Task goal: Locate every line in the records below that contains the word "Duration", and copy each one.

Data to process START

use async_trait::async_trait;
use parking_lot::Mutex;
use roomcall::{
    CallConfig, CallError, CallObserver, CallSession, ConnectionState, Endpoint, HttpMethod,
    IceCandidate, IceServer, LocalMedia, MediaKind, Participant, PeerTransport, Result,
    SignalSender, SignalingChannel, SignalingResponse, TrackHandle, TransportFactory,
    TransportSignal,
};
use serde_json::{json, Value};
use std::collections::{HashMap, HashSet, VecDeque};
use std::sync::Arc;
use std::time::Duration;
use tokio::sync::mpsc;

pub const SESSION_ID: &str = "sess-1";
pub const WAIT: Duration = Duration::from_secs(5);

#[derive(Debug, Clone)]
pub struct Request {
    pub endpoint: Endpoint,
    pub payload: Option<Value>,
    pub method: HttpMethod,
}

pub enum Fetch {
    Batch(Vec<String>),
    Fail,
}

/// In-memory signaling server. Event fetches are served from a script;
/// once it runs dry every fetch returns an empty batch.
#[derive(Default)]
pub struct FakeSignaling {
    requests: Mutex<Vec<Request>>,
    fetches: Mutex<VecDeque<Fetch>>,
    rejected_offers: Mutex<HashSet<String>>,
    fail_next_join: Mutex<bool>,
}

impl FakeSignaling {
    pub fn push_batch(&self, events: &[Value]) {
        let encoded = events.iter().map(Value::to_string).collect();
        self.fetches.lock().push_back(Fetch::Batch(encoded));
    }

    pub fn push_raw_batch(&self, events: Vec<String>) {
        self.fetches.lock().push_back(Fetch::Batch(events));
    }

    pub fn push_failures(&self, count: usize) {
        let mut fetches = self.fetches.lock();
        for _ in 0..count {
            fetches.push_back(Fetch::Fail);
        }
    }

    /// Offers addressed to `callee` fail until `accept_offers_for`.
    pub fn reject_offers_for(&self, callee: &str) {
        self.rejected_offers.lock().insert(callee.to_owned());
    }

    pub fn accept_offers_for(&self, callee: &str) {
        self.rejected_offers.lock().remove(callee);
    }

    pub fn fail_next_join(&self) {
        *self.fail_next_join.lock() = true;
    }

    pub fn requests(&self) -> Vec<Request> {
        self.requests.lock().clone()
    }

    pub fn requests_matching(&self, pred: impl Fn(&Request) -> bool) -> Vec<Request> {
        self.requests.lock().iter().filter(|r| pred(r)).cloned().collect()
    }

    pub fn event_fetches(&self) -> usize {
        self.requests_matching(|r| {
            matches!(r.endpoint, Endpoint::Events { .. }) && r.method == HttpMethod::Get
        })
        .len()
    }

    pub fn offers(&self) -> Vec<Value> {
        self.requests_matching(|r| r.endpoint == Endpoint::Offer)
            .into_iter()
            .filter_map(|r| r.payload)
            .collect()
    }
}

#[async_trait]
impl SignalingChannel for FakeSignaling {
    async fn send(
        &self,
        endpoint: &Endpoint,
        payload: Option<Value>,
        method: HttpMethod,
    ) -> Result<SignalingResponse> {
        let callee = payload
            .as_ref()
            .and_then(|p| p["calleeUserId"].as_str())
            .map(str::to_owned);
        self.requests.lock().push(Request {
            endpoint: endpoint.clone(),
            payload,
            method,
        });

        let body = match endpoint {
            Endpoint::Join { .. } => {
                if std::mem::take(&mut *self.fail_next_join.lock()) {
                    return Err(CallError::NetworkFailure("join refused".into()));
                }
                SESSION_ID.to_owned()
            }
            Endpoint::Offer
                if callee
                    .as_deref()
                    .is_some_and(|c| self.rejected_offers.lock().contains(c)) =>
            {
                return Err(CallError::NetworkFailure("offer refused".into()));
            }
            Endpoint::Events { .. } if method == HttpMethod::Get => {
                match self.fetches.lock().pop_front() {
                    Some(Fetch::Fail) => {
                        return Err(CallError::NetworkFailure("scripted failure".into()))
                    }
                    Some(Fetch::Batch(events)) => serde_json::to_string(&events)?,
                    None => "[]".to_owned(),
                }
            }
            Endpoint::CreateUser => json!({ "id": "me", "login": "alice" }).to_string(),
            Endpoint::TurnCredentials { .. } => json!({
                "uris": ["turn:10.0.0.1:3478?transport=udp"],
                "username": "1652113421:me",
                "password": "secret",
                "ttl": 86400
            })
            .to_string(),
            Endpoint::CreateRoom => json!({
                "id": "r1",
                "uuid": "room-42",
                "userLogin": "alice",
                "creatorToken": "tok-1",
                "ttl": 2592000
            })
            .to_string(),
            _ => String::new(),
        };
        Ok(SignalingResponse::new(200, body))
    }
}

Data to process END

Solution to the problem:
use std::time::Duration;
pub const WAIT: Duration = Duration::from_secs(5);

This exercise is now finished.